WHAT YOU NEED TO DO | Both the line below containing "filename src/workers/prompt.rs" and the line containing "impl Default for", along with every line between them, should be repeated exactly; no other line belongs in the answer.

• • • • • • •

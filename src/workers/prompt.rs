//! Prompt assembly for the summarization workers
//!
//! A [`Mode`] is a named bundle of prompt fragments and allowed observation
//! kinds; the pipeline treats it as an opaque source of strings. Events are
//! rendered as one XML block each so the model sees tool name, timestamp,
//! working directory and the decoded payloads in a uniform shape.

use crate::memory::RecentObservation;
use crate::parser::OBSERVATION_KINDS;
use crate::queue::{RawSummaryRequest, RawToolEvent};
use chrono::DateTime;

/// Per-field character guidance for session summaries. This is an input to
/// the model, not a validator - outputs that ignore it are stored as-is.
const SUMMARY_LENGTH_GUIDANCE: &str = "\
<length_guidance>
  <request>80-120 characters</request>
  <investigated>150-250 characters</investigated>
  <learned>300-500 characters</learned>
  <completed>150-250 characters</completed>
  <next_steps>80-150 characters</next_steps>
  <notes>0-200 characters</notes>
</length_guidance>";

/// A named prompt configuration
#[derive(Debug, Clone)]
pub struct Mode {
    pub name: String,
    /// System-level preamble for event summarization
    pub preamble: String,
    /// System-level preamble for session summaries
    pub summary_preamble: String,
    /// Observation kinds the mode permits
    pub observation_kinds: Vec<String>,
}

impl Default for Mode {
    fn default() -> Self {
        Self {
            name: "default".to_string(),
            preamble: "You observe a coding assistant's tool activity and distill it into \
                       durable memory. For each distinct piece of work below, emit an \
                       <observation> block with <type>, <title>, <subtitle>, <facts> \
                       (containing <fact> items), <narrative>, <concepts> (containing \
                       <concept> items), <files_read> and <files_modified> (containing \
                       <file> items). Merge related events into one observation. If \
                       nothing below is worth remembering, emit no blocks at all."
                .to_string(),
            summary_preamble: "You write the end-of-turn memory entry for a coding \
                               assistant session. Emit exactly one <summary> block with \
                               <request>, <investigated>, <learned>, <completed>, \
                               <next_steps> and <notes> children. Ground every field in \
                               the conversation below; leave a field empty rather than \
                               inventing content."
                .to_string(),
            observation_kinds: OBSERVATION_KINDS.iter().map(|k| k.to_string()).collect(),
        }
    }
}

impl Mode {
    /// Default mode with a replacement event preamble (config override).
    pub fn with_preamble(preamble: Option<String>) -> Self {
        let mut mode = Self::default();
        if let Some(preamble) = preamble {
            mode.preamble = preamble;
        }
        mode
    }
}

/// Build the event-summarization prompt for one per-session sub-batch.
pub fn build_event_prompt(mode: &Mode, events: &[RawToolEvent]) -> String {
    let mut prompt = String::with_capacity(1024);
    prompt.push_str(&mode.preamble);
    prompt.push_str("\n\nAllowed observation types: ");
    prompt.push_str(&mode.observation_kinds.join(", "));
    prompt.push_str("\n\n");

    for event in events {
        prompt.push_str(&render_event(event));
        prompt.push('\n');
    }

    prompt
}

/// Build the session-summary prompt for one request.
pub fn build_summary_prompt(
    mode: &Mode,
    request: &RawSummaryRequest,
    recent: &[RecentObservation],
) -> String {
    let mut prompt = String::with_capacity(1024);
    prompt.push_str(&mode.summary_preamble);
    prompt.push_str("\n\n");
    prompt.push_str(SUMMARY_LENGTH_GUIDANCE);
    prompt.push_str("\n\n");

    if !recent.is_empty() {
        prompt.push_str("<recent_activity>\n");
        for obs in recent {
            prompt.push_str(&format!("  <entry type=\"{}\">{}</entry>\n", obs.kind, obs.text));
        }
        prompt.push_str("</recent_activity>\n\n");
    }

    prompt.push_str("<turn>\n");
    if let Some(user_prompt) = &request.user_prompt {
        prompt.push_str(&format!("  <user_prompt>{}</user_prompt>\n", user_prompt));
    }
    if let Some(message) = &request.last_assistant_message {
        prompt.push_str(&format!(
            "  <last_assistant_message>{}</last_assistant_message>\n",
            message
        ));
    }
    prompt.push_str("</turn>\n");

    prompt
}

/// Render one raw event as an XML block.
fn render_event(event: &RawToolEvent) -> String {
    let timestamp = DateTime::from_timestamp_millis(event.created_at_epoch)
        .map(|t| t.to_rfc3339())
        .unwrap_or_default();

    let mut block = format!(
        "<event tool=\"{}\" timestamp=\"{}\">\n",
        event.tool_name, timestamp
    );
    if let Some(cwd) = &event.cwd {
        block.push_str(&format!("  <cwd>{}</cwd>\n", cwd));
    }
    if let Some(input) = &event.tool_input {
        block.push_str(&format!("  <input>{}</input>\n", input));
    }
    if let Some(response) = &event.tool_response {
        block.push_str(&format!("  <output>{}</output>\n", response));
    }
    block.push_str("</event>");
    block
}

• • • • • • •

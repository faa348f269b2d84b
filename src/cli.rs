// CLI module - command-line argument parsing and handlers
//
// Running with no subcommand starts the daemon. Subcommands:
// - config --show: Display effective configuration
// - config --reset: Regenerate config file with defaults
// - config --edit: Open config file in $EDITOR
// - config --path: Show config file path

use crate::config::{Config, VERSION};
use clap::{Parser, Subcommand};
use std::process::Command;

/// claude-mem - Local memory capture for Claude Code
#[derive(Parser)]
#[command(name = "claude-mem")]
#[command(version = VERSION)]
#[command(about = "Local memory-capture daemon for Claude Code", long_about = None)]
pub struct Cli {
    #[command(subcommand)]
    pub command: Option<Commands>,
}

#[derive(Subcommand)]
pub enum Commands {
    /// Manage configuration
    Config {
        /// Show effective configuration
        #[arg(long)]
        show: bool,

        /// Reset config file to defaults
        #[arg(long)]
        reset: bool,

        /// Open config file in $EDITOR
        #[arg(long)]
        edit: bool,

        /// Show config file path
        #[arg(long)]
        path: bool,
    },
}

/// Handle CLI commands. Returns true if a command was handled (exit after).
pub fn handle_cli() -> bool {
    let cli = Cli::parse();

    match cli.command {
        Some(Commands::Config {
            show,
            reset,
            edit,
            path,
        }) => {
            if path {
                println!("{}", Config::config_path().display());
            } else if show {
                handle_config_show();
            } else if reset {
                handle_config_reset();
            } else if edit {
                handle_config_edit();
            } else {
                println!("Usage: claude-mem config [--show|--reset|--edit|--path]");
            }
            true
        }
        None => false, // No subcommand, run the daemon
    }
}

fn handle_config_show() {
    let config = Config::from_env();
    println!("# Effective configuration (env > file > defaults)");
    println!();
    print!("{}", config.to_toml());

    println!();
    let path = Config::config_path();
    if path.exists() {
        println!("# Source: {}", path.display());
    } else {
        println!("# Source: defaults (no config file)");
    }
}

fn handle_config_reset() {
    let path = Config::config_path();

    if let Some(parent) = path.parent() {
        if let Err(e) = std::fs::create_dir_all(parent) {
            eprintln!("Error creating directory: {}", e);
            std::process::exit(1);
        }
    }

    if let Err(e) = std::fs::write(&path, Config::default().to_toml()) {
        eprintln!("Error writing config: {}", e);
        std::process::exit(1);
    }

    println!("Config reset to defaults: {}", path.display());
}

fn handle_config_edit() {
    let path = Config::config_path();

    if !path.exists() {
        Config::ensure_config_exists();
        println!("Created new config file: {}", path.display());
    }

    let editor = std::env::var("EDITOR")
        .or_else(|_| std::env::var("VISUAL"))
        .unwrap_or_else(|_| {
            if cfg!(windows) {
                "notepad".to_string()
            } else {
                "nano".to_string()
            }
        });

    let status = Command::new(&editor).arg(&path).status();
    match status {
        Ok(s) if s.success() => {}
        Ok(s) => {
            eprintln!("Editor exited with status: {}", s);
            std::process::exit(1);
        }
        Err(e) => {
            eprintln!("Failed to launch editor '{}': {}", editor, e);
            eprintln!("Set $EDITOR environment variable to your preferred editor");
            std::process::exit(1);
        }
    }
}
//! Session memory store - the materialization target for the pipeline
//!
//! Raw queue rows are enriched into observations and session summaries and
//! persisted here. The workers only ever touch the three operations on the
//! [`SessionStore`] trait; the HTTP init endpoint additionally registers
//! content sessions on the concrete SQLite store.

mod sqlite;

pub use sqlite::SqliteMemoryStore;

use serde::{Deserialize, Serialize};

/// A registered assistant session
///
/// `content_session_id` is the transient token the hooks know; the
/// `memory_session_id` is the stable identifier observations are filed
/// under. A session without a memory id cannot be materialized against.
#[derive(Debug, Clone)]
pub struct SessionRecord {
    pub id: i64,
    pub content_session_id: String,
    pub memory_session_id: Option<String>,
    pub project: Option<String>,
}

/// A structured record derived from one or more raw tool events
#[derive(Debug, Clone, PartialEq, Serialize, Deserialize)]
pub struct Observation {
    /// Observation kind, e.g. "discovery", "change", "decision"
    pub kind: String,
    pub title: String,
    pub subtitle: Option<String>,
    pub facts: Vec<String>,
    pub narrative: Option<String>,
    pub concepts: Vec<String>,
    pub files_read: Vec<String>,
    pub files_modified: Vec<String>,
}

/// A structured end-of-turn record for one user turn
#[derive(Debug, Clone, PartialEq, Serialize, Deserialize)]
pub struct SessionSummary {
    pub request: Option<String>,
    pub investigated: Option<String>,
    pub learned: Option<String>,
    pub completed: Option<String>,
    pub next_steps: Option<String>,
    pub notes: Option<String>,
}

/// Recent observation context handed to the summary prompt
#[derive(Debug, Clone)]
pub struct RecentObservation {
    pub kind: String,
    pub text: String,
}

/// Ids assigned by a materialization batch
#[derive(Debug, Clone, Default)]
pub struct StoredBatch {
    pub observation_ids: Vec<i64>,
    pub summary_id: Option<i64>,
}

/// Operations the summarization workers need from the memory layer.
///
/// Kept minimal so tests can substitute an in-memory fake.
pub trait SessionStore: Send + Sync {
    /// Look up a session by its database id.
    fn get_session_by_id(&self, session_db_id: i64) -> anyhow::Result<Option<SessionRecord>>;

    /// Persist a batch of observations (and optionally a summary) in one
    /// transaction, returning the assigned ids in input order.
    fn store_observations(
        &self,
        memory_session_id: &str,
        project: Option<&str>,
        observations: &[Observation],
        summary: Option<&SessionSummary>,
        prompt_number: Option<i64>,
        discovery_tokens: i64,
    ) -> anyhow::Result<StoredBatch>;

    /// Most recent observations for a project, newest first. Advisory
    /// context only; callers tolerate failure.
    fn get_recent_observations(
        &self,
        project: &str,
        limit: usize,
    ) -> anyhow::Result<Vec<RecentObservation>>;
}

• • • • • • •

TASK ANSWER |
filename src/workers/prompt.rs
//! Prompt assembly for the summarization workers
//!
//! A [`Mode`] is a named bundle of prompt fragments and allowed observation
//! kinds; the pipeline treats it as an opaque source of strings. Events are
//! rendered as one XML block each so the model sees tool name, timestamp,
//! working directory and the decoded payloads in a uniform shape.

use crate::memory::RecentObservation;
use crate::parser::OBSERVATION_KINDS;
use crate::queue::{RawSummaryRequest, RawToolEvent};
use chrono::DateTime;

/// Per-field character guidance for session summaries. This is an input to
/// the model, not a validator - outputs that ignore it are stored as-is.
const SUMMARY_LENGTH_GUIDANCE: &str = "\
<length_guidance>
  <request>80-120 characters</request>
  <investigated>150-250 characters</investigated>
  <learned>300-500 characters</learned>
  <completed>150-250 characters</completed>
  <next_steps>80-150 characters</next_steps>
  <notes>0-200 characters</notes>
</length_guidance>";

/// A named prompt configuration
#[derive(Debug, Clone)]
pub struct Mode {
    pub name: String,
    /// System-level preamble for event summarization
    pub preamble: String,
    /// System-level preamble for session summaries
    pub summary_preamble: String,
    /// Observation kinds the mode permits
    pub observation_kinds: Vec<String>,
}

impl Default for Mode {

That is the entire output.